Where a line of the entries holds the string "Duration", copy that line.

Top of MATERIAL FOR THIS TASK

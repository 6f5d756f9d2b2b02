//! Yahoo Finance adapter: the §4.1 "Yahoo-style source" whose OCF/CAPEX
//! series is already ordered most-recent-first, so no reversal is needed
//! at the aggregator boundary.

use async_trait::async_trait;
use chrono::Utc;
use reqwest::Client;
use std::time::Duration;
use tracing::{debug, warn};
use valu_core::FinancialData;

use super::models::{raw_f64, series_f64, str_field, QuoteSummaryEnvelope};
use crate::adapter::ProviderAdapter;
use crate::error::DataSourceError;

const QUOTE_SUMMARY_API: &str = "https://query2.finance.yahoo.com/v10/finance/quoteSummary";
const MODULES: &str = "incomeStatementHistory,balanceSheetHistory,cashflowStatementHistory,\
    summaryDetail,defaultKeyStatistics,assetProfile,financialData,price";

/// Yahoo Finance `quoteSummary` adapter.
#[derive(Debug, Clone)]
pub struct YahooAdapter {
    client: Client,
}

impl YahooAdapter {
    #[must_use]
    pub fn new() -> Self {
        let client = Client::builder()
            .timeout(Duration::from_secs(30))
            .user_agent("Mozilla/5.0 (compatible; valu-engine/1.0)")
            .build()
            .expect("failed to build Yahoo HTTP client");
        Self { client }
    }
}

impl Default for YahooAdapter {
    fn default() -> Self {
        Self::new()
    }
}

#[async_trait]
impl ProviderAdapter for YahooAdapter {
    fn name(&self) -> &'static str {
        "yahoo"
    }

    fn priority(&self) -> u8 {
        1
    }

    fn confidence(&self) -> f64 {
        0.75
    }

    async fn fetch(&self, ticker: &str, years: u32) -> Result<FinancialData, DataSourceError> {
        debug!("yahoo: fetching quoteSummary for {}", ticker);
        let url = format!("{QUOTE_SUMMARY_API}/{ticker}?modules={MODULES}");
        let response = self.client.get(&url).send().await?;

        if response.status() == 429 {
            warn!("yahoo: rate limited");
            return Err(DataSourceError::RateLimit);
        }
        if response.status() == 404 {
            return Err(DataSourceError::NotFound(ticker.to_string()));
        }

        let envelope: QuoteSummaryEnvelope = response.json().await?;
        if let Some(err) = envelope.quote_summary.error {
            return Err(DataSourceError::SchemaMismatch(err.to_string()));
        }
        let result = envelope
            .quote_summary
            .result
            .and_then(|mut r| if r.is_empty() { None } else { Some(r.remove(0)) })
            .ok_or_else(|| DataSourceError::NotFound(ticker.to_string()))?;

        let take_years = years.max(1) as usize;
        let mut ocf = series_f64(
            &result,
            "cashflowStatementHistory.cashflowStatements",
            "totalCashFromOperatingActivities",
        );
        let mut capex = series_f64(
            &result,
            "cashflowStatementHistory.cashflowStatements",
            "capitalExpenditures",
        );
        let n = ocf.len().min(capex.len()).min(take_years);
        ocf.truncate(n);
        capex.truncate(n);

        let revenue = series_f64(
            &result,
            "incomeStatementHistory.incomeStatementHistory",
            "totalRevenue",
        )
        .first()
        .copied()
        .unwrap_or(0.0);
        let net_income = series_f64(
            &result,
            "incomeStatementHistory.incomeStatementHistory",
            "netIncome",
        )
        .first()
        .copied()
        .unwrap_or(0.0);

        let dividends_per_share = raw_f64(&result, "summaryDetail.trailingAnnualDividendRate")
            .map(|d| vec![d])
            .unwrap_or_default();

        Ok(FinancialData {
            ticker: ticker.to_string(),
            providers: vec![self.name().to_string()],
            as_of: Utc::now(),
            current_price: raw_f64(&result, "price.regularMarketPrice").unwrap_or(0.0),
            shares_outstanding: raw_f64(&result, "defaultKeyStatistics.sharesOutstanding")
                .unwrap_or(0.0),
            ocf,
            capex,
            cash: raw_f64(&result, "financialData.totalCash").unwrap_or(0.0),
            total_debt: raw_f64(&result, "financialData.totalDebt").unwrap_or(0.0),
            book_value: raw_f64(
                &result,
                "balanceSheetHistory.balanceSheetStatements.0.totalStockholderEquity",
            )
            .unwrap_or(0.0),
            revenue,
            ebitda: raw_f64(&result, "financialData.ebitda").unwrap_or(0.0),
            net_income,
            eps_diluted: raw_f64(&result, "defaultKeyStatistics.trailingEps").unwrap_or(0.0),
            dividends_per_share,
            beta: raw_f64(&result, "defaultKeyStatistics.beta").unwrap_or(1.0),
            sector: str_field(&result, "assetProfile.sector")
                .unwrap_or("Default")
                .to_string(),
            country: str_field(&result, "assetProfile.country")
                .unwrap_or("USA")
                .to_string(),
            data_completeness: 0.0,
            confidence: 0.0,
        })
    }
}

Bottom of MATERIAL FOR THIS TASK
Top of MATERIAL FOR THIS TASK

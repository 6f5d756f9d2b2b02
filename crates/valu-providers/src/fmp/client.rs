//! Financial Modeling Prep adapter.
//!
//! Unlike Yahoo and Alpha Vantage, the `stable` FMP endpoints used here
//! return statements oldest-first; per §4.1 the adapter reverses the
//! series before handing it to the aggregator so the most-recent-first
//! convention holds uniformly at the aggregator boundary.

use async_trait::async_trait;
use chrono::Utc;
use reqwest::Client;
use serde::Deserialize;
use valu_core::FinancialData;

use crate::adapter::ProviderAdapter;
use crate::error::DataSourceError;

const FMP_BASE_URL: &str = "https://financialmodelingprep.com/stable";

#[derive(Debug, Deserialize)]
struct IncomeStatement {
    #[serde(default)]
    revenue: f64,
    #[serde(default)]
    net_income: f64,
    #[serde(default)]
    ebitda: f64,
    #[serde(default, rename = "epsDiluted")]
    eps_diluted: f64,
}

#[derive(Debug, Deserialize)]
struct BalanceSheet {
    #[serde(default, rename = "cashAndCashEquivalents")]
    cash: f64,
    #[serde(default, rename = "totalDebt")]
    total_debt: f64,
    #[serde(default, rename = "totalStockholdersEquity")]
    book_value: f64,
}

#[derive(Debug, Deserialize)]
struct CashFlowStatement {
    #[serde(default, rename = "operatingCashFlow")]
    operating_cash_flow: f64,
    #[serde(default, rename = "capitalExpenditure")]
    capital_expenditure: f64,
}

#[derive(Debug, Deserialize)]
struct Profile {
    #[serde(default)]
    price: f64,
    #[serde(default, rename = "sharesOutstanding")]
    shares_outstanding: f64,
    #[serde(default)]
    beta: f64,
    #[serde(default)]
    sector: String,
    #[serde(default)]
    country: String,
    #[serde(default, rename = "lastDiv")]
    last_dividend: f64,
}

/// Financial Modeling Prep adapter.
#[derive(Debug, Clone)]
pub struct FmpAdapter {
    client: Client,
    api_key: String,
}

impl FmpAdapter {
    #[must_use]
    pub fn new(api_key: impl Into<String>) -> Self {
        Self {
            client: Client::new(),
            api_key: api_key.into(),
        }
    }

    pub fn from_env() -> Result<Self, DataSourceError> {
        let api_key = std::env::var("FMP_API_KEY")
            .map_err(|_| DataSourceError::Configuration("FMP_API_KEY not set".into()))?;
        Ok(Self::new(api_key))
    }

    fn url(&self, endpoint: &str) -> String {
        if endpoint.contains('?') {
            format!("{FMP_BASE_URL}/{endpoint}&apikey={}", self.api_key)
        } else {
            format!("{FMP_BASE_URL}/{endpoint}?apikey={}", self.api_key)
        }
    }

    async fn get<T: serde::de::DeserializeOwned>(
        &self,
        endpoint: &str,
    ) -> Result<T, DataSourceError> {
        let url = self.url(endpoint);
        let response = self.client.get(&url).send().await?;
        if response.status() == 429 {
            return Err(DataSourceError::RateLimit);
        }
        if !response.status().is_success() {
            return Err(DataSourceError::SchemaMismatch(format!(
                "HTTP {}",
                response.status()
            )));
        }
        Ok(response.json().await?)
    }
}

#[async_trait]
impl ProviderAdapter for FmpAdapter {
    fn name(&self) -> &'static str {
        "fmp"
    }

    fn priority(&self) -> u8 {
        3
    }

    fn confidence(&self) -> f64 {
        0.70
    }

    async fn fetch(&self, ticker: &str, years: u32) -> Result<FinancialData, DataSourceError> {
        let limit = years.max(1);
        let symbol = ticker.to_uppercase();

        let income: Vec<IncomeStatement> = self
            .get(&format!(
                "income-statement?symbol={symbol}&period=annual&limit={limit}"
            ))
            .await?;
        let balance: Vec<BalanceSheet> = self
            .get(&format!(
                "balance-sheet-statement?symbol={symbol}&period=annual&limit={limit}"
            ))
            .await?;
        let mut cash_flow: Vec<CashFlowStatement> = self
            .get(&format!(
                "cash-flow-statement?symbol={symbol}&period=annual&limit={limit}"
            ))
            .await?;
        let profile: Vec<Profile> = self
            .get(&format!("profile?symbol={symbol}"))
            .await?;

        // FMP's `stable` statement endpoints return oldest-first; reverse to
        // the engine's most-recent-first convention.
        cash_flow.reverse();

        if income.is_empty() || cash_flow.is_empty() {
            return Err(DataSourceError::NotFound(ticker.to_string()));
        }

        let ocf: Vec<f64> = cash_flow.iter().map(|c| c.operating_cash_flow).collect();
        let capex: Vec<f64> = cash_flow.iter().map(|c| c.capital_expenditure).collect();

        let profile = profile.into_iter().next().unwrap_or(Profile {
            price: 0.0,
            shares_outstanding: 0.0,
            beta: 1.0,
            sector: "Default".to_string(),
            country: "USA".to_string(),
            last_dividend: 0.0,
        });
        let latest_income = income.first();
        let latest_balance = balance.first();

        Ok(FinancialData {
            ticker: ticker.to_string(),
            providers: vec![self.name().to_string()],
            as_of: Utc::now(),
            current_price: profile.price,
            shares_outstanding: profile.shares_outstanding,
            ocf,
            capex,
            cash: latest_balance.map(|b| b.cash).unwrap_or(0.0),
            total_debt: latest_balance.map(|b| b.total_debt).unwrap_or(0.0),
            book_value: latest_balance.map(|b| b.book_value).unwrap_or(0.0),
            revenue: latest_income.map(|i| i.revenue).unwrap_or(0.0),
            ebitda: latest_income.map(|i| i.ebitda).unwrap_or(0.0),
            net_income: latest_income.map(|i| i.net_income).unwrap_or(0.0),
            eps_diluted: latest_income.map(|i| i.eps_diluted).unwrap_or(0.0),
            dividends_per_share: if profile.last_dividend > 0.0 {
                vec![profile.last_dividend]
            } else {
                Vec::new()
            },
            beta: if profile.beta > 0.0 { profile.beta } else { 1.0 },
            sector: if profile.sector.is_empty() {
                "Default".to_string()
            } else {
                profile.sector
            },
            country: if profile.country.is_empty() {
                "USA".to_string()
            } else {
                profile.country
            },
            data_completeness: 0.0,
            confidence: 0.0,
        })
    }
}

Bottom of MATERIAL FOR THIS TASK
Top of MATERIAL FOR THIS TASK

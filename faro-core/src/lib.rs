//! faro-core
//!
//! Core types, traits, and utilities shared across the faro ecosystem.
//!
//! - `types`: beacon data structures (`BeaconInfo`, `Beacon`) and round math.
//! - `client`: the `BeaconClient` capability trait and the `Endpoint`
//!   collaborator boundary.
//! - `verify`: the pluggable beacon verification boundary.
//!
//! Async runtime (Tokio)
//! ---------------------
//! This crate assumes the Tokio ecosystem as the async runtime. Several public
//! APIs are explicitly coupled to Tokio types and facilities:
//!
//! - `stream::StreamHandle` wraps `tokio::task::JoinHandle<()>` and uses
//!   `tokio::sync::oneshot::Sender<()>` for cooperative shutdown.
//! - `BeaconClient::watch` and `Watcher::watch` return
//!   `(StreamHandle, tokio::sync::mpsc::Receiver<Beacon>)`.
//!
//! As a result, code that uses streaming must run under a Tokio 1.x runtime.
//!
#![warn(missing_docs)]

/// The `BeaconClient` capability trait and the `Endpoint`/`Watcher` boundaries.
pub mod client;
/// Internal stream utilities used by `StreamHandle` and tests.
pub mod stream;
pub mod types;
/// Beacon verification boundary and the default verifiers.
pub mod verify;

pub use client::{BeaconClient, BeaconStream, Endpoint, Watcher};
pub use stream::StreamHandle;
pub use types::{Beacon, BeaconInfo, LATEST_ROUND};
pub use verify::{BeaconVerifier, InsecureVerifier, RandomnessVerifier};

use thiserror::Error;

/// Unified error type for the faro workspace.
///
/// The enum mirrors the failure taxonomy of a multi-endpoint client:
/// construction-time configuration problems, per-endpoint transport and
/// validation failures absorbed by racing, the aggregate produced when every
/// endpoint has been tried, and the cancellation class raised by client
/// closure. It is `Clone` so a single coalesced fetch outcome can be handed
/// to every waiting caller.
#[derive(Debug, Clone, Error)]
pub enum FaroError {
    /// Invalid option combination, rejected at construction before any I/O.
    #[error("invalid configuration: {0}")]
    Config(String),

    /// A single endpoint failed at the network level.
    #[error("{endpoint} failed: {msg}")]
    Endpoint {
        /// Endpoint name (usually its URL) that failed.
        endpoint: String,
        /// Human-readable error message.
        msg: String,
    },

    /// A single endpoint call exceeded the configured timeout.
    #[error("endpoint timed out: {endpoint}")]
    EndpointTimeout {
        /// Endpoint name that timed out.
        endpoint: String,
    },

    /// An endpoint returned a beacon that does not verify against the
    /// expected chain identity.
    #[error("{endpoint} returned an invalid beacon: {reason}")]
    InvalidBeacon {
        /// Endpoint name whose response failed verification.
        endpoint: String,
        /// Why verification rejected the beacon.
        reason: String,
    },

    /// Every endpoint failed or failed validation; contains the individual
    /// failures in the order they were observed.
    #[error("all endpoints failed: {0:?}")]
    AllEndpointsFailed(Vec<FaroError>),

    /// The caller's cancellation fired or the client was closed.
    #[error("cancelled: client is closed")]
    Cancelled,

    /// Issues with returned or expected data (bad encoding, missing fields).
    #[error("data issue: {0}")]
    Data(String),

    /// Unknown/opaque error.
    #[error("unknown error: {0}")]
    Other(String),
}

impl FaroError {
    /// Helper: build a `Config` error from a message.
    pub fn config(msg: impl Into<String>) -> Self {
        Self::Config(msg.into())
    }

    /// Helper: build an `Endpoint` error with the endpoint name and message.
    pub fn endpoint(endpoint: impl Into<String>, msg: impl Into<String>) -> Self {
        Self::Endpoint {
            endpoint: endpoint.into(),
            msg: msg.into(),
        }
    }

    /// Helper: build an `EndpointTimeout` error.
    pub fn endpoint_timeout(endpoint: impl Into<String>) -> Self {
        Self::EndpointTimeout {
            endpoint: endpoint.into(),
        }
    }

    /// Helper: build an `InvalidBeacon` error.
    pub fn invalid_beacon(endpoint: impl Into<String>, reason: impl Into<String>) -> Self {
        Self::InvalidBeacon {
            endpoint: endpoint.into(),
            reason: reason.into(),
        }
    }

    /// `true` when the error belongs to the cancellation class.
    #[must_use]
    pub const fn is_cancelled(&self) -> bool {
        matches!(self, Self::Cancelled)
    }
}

Bottom of MATERIAL FOR THIS TASK

RESULT:
use std::time::Duration;
            .timeout(Duration::from_secs(30))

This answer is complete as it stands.